▶ ABOUT THIS TASK:
Retype exactly the lines below, beginning with the first and ending with the line where "pub trait ObjectStore: DomainPort" appears.

▶ INPUT MATERIAL:
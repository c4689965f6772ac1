//! Claims Domain Ports
//!
//! Three seams separate the intake pipeline from its infrastructure:
//!
//! - [`ClaimStore`] reads claims and opens write transactions
//! - [`ClaimTransaction`] groups the claim and image inserts of one submission
//! - [`ObjectStore`] receives the image bytes
//!
//! `infra_db` implements the first two on PostgreSQL, `infra_storage` the
//! last one over HTTP.

use async_trait::async_trait;
use bytes::Bytes;

use core_kernel::{ClaimId, DomainPort, HealthCheckable, ImageId, Page, PageRequest, PortError, UserId};

use crate::claim::{Claim, NewClaim};

#[async_trait]
pub trait ClaimStore: DomainPort + HealthCheckable {
    /// Opens a write transaction
    async fn begin(&self) -> Result<Box<dyn ClaimTransaction>, PortError>;

    /// Claims owned by `user_id`, newest id first
    async fn list(&self, user_id: UserId, page: PageRequest) -> Result<Page<Claim>, PortError>;

    /// A single claim, only if owned by `user_id`
    async fn get(&self, user_id: UserId, claim_id: ClaimId) -> Result<Option<Claim>, PortError>;
}

/// An open write transaction
///
/// Nothing is visible to readers until [`commit`](Self::commit). Dropping
/// the transaction without committing discards its writes.
#[async_trait]
pub trait ClaimTransaction: Send {
    /// Inserts the claim row
    ///
    /// Fails with `PortError::NotFound` when `user_id` does not exist.
    async fn create(&mut self, user_id: UserId, claim: &NewClaim) -> Result<ClaimId, PortError>;

    /// Inserts one image row per object key, returning ids in input order
    async fn attach_images(
        &mut self,
        claim_id: ClaimId,
        filenames: &[String],
    ) -> Result<Vec<ImageId>, PortError>;

    async fn commit(self: Box<Self>) -> Result<(), PortError>;

    async fn rollback(self: Box<Self>) -> Result<(), PortError>;
}

/// Bucket-based object storage
#[async_trait]
pub trait ObjectStore: DomainPort {
    /// Writes `bytes` under `key`; an existing object is not overwritten
    async fn upload(
        &self,
        bucket: &str,
        key: &str,
        content_type: &str,
        bytes: Bytes,
    ) -> Result<(), PortError>;

    /// Public URL of an object
    fn public_url(&self, bucket: &str, key: &str) -> String;
}
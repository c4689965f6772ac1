//! Infrastructure Database Layer
//!
//! PostgreSQL implementations of the account and claims ports, built on
//! SQLx with runtime-checked queries.
//!
//! # Architecture
//!
//! The crate follows the repository pattern: each store owns a pool handle,
//! maps rows into domain types and translates `DatabaseError` into the
//! `PortError` the domain layer understands.
//!
//! # Example
//!
//! ```rust,ignore
//! use infra_db::{create_pool, run_migrations, DatabaseConfig, PostgresClaimStore};
//!
//! let pool = create_pool(DatabaseConfig::new("postgres://localhost/claims")).await?;
//! run_migrations(&pool).await?;
//! let claims = PostgresClaimStore::new(pool);
//! ```

pub mod pool;
pub mod error;
pub mod migrate;
pub mod repositories;

pub use pool::{create_pool, DatabaseConfig, DatabasePool};
pub use error::DatabaseError;
pub use migrate::run_migrations;
pub use repositories::{PostgresClaimStore, PostgresUserStore};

▶ SOLUTION TO THIS PROBLEM:
repository c4689965f6772ac1
//! Claims Domain Ports
//!
//! Three seams separate the intake pipeline from its infrastructure:
//!
//! - [`ClaimStore`] reads claims and opens write transactions
//! - [`ClaimTransaction`] groups the claim and image inserts of one submission
//! - [`ObjectStore`] receives the image bytes
//!
//! `infra_db` implements the first two on PostgreSQL, `infra_storage` the
//! last one over HTTP.

use async_trait::async_trait;
use bytes::Bytes;

use core_kernel::{ClaimId, DomainPort, HealthCheckable, ImageId, Page, PageRequest, PortError, UserId};

use crate::claim::{Claim, NewClaim};

#[async_trait]
pub trait ClaimStore: DomainPort + HealthCheckable {
    /// Opens a write transaction
    async fn begin(&self) -> Result<Box<dyn ClaimTransaction>, PortError>;

    /// Claims owned by `user_id`, newest id first
    async fn list(&self, user_id: UserId, page: PageRequest) -> Result<Page<Claim>, PortError>;

    /// A single claim, only if owned by `user_id`
    async fn get(&self, user_id: UserId, claim_id: ClaimId) -> Result<Option<Claim>, PortError>;
}

/// An open write transaction
///
/// Nothing is visible to readers until [`commit`](Self::commit). Dropping
/// the transaction without committing discards its writes.
#[async_trait]
pub trait ClaimTransaction: Send {
    /// Inserts the claim row
    ///
    /// Fails with `PortError::NotFound` when `user_id` does not exist.
    async fn create(&mut self, user_id: UserId, claim: &NewClaim) -> Result<ClaimId, PortError>;

    /// Inserts one image row per object key, returning ids in input order
    async fn attach_images(
        &mut self,
        claim_id: ClaimId,
        filenames: &[String],
    ) -> Result<Vec<ImageId>, PortError>;

    async fn commit(self: Box<Self>) -> Result<(), PortError>;

    async fn rollback(self: Box<Self>) -> Result<(), PortError>;
}

/// Bucket-based object storage
#[async_trait]
pub trait ObjectStore: DomainPort {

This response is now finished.